Lake Geneva, WI – Madison attorney Christopher Rogers was sworn in as the State Bar of Wisconsin’s 63rd president on Wednesday at the State Bar’s Annual Meeting & Conference in Lake Geneva. Dane County Circuit Court Judge Rhonda Lanford emceed the event.

During his term as State Bar of Wisconsin President, Rogers says he’ll continue to move forward the State Bar’s Mass and Disparate Incarceration project, which is working to help find legal solutions to the state’s overwhelming problem of disproportionate confinement of minorities. He also says he’ll focus his attention on continuing to push legislative efforts to increase the private bar rate for state public defenders.

“The Bar will continue to advocate for an increase in the private pay rate for our state public defenders which now sits at $40 an hour, the lowest in the country.
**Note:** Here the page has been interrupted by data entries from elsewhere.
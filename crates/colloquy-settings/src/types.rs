//! Settings type definitions.
//!
//! Every field has a compiled default so a missing or partial settings file
//! always yields a usable configuration.

use serde::{Deserialize, Serialize};

use colloquy_core::backoff::{
    DEFAULT_INITIAL_DELAY_MS, DEFAULT_MAX_ATTEMPTS, DEFAULT_MAX_DELAY_MS,
};

/// Default WebSocket endpoint.
pub const DEFAULT_WS_URL: &str = "ws://127.0.0.1:8900/ws";
/// Default request/ack timeout in milliseconds.
pub const DEFAULT_REQUEST_TIMEOUT_MS: u64 = 10_000;
/// Default coalescing window in milliseconds.
pub const DEFAULT_COALESCE_WINDOW_MS: u64 = 50;
/// Default replay base tick in milliseconds.
pub const DEFAULT_BASE_TICK_MS: u64 = 1000;

/// Top-level settings for the sync client.
#[derive(Clone, Debug, Default, PartialEq, Serialize, Deserialize)]
#[serde(rename_all = "camelCase", default)]
pub struct SyncSettings {
    /// Connection and reconnection settings.
    pub connection: ConnectionSettings,
    /// Event coalescer settings.
    pub coalescer: CoalescerSettings,
    /// Replay settings.
    pub replay: ReplaySettings,
}

/// Connection and reconnection settings.
#[derive(Clone, Debug, PartialEq, Serialize, Deserialize)]
#[serde(rename_all = "camelCase", default)]
pub struct ConnectionSettings {
    /// WebSocket endpoint URL.
    pub url: String,
    /// Delay before the first reconnect attempt in ms.
    pub initial_delay_ms: u64,
    /// Upper bound on any reconnect delay in ms.
    pub max_delay_ms: u64,
    /// Reconnect attempt ceiling.
    pub max_attempts: u32,
    /// How long to wait for a command ack in ms.
    pub request_timeout_ms: u64,
}

impl Default for ConnectionSettings {
    fn default() -> Self {
        Self {
            url: DEFAULT_WS_URL.to_owned(),
            initial_delay_ms: DEFAULT_INITIAL_DELAY_MS,
            max_delay_ms: DEFAULT_MAX_DELAY_MS,
            max_attempts: DEFAULT_MAX_ATTEMPTS,
            request_timeout_ms: DEFAULT_REQUEST_TIMEOUT_MS,
        }
    }
}

/// Event coalescer settings.
#[derive(Clone, Debug, PartialEq, Serialize, Deserialize)]
#[serde(rename_all = "camelCase", default)]
pub struct CoalescerSettings {
    /// Buffering window in ms before a batch flush.
    pub window_ms: u64,
}

impl Default for CoalescerSettings {
    fn default() -> Self {
        Self {
            window_ms: DEFAULT_COALESCE_WINDOW_MS,
        }
    }
}

/// Replay settings.
#[derive(Clone, Debug, PartialEq, Serialize, Deserialize)]
#[serde(rename_all = "camelCase", default)]
pub struct ReplaySettings {
    /// Base tick length in ms (one event per tick at 1× speed).
    pub base_tick_ms: u64,
}

impl Default for ReplaySettings {
    fn default() -> Self {
        Self {
            base_tick_ms: DEFAULT_BASE_TICK_MS,
        }
    }
}

// ─────────────────────────────────────────────────────────────────────────────
// Tests
// ─────────────────────────────────────────────────────────────────────────────
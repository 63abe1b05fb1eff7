//! Branded ID newtypes for type safety.
//!
//! Every entity in the sync protocol has a distinct ID type implemented as a
//! newtype wrapper around `String`, so a session ID can never be passed where
//! an event ID is expected. Freshly generated IDs are UUID v7 (time-ordered);
//! IDs arriving off the wire are kept verbatim.

use serde::{Deserialize, Serialize};
use std::fmt;
use uuid::Uuid;

/// Generate a new UUID v7 string (time-ordered).
fn new_v7() -> String {
    Uuid::now_v7().to_string()
}

macro_rules! branded_id {
    ($(#[$meta:meta])* $name:ident) => {
        $(#[$meta])*
        #[derive(Clone, Debug, PartialEq, Eq, Hash, Serialize, Deserialize)]
        #[serde(transparent)]
        pub struct $name(String);

        impl $name {
            /// Create a new random ID (UUID v7, time-ordered).
            #[must_use]
            pub fn new() -> Self {
                Self(new_v7())
            }

            /// Return the inner string as a slice.
            #[must_use]
            pub fn as_str(&self) -> &str {
                &self.0
            }
        }

        impl Default for $name {
            fn default() -> Self {
                Self::new()
            }
        }

        impl AsRef<str> for $name {
            fn as_ref(&self) -> &str {
                &self.0
            }
        }

        impl fmt::Display for $name {
            fn fmt(&self, f: &mut fmt::Formatter<'_>) -> fmt::Result {
                f.write_str(&self.0)
            }
        }

        impl From<String> for $name {
            fn from(s: String) -> Self {
                Self(s)
            }
        }

        impl From<&str> for $name {
            fn from(s: &str) -> Self {
                Self(s.to_owned())
            }
        }

        impl From<$name> for String {
            fn from(id: $name) -> Self {
                id.0
            }
        }
    };
}

branded_id! {
    /// Unique identifier for a world event.
    EventId
}

branded_id! {
    /// Unique identifier for a discussion session.
    SessionId
}

branded_id! {
    /// Unique identifier for an agent participating in a session.
    AgentId
}

branded_id! {
    /// Unique identifier for an outbound command request.
    RequestId
}

impl AgentId {
    /// The reserved speaker ID used when an event names no agent.
    #[must_use]
    pub fn system() -> Self {
        Self("system".to_owned())
    }
}

// ─────────────────────────────────────────────────────────────────────────────
// Tests
// ─────────────────────────────────────────────────────────────────────────────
The rate needs to change. That’s really no longer in debate. We need to lobby and advocate for a system to be created and implemented that is fair not just for the public defenders and the citizens who they represent, but also for the system itself.”
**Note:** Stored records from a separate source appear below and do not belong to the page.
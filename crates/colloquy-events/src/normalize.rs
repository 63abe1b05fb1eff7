//! The normalization boundary — raw inbound records become canonical
//! [`WorldEvent`]s here, and nowhere else.
//!
//! Inbound records arrive in heterogeneous shapes: content nested under
//! `payload` or spread at the top level, timestamps as epoch numbers or date
//! strings, IDs under `eventId` or `id`, ordering under `sequence` or `tick`.
//! Field-level problems are absorbed with defaults; only a record that is
//! not a JSON object at all is an error.

use serde_json::{Map, Value};
use thiserror::Error;

use colloquy_core::{EventId, SessionId, SyncError};

use crate::kind::EventKind;
use crate::types::{WorldEvent, format_timestamp_ms, now_timestamp};

/// Base fields consumed by normalization; everything else is payload.
const BASE_FIELDS: [&str; 8] = [
    "id",
    "eventId",
    "sessionId",
    "type",
    "sequence",
    "tick",
    "timestamp",
    "payload",
];

/// A record that could not be normalized.
#[derive(Debug, Error, PartialEq, Eq)]
pub enum NormalizeError {
    /// The record was not a JSON object.
    #[error("record is not a JSON object (got {0})")]
    NotAnObject(&'static str),
}

impl From<NormalizeError> for SyncError {
    fn from(err: NormalizeError) -> Self {
        Self::Parse(err.to_string())
    }
}

/// Coerce a raw inbound record into the canonical [`WorldEvent`] shape.
///
/// Coercions, in order of preference:
/// - id: `eventId` | `id` | fresh UUID v7
/// - session: `sessionId` | `"unknown"`
/// - kind: `type` | `Other("unknown")`
/// - sequence: `sequence` | `tick` | 0
/// - timestamp: RFC 3339 string kept verbatim | epoch-millis number
///   reformatted | current time
/// - payload: nested `payload` object | residual top-level fields
pub fn normalize_event(raw: &Value) -> Result<WorldEvent, NormalizeError> {
    let Some(obj) = raw.as_object() else {
        return Err(NormalizeError::NotAnObject(json_type_name(raw)));
    };

    let id = string_field(obj, "eventId")
        .or_else(|| string_field(obj, "id"))
        .map_or_else(EventId::new, EventId::from);

    let session_id = string_field(obj, "sessionId")
        .map_or_else(|| SessionId::from("unknown"), SessionId::from);

    let kind = string_field(obj, "type").map_or_else(
        || EventKind::Other("unknown".to_owned()),
        |s| EventKind::from(s.as_str()),
    );

    let sequence = integer_field(obj, "sequence")
        .or_else(|| integer_field(obj, "tick"))
        .unwrap_or(0);

    let timestamp = match obj.get("timestamp") {
        Some(Value::String(s)) => s.clone(),
        Some(Value::Number(n)) => n
            .as_i64()
            .map_or_else(now_timestamp, format_timestamp_ms),
        _ => now_timestamp(),
    };

    let payload = match obj.get("payload") {
        Some(Value::Object(map)) => Value::Object(map.clone()),
        // Top-level shape: everything that is not a base field is content.
        _ => Value::Object(
            obj.iter()
                .filter(|(k, _)| !BASE_FIELDS.contains(&k.as_str()))
                .map(|(k, v)| (k.clone(), v.clone()))
                .collect::<Map<String, Value>>(),
        ),
    };

    Ok(WorldEvent {
        id,
        session_id,
        kind,
        sequence,
        timestamp,
        payload,
    })
}

fn string_field(obj: &Map<String, Value>, key: &str) -> Option<String> {
    obj.get(key).and_then(Value::as_str).map(str::to_owned)
}

#[allow(clippy::cast_possible_truncation)]
fn integer_field(obj: &Map<String, Value>, key: &str) -> Option<i64> {
    let value = obj.get(key)?;
    value
        .as_i64()
        .or_else(|| value.as_f64().map(|f| f as i64))
}

fn json_type_name(value: &Value) -> &'static str {
    match value {
        Value::Null => "null",
        Value::Bool(_) => "bool",
        Value::Number(_) => "number",
        Value::String(_) => "string",
        Value::Array(_) => "array",
        Value::Object(_) => "object",
    }
}

// ─────────────────────────────────────────────────────────────────────────────
// Tests
// ─────────────────────────────────────────────────────────────────────────────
Rogers also has a lengthy list of member service related goals, including addressing the growing problem of access to justice in rural, northern counties, continuing the Bar’s efforts to increase diversity and inclusion within the organization and profession, bridging the gap between unmet legal needs and new lawyers looking for employment, and the changing legal services delivery industry and new forms of unregulated competition.

Wisconsin Supreme Court Chief Justice Patience Roggensack administered the oath of office. Rogers assumes a one-year term July 1, succeeding outgoing State Bar President Paul Swanson of Oshkosh, who becomes immediate past president.

Rogers, who graduated from U.W. Law School, is a partner in firm of Habush Habush and Rottier S.C. ® in Madison. He primarily represents clients who have been injured by product defects, automobile accidents and general negligence. Rogers has a long history of working with and advocating for people with disabilities. He is a current Dane County Branch 16 Court Commissioner and serves on the State Bar of Wisconsin’s Board of Governors and Executive Committee.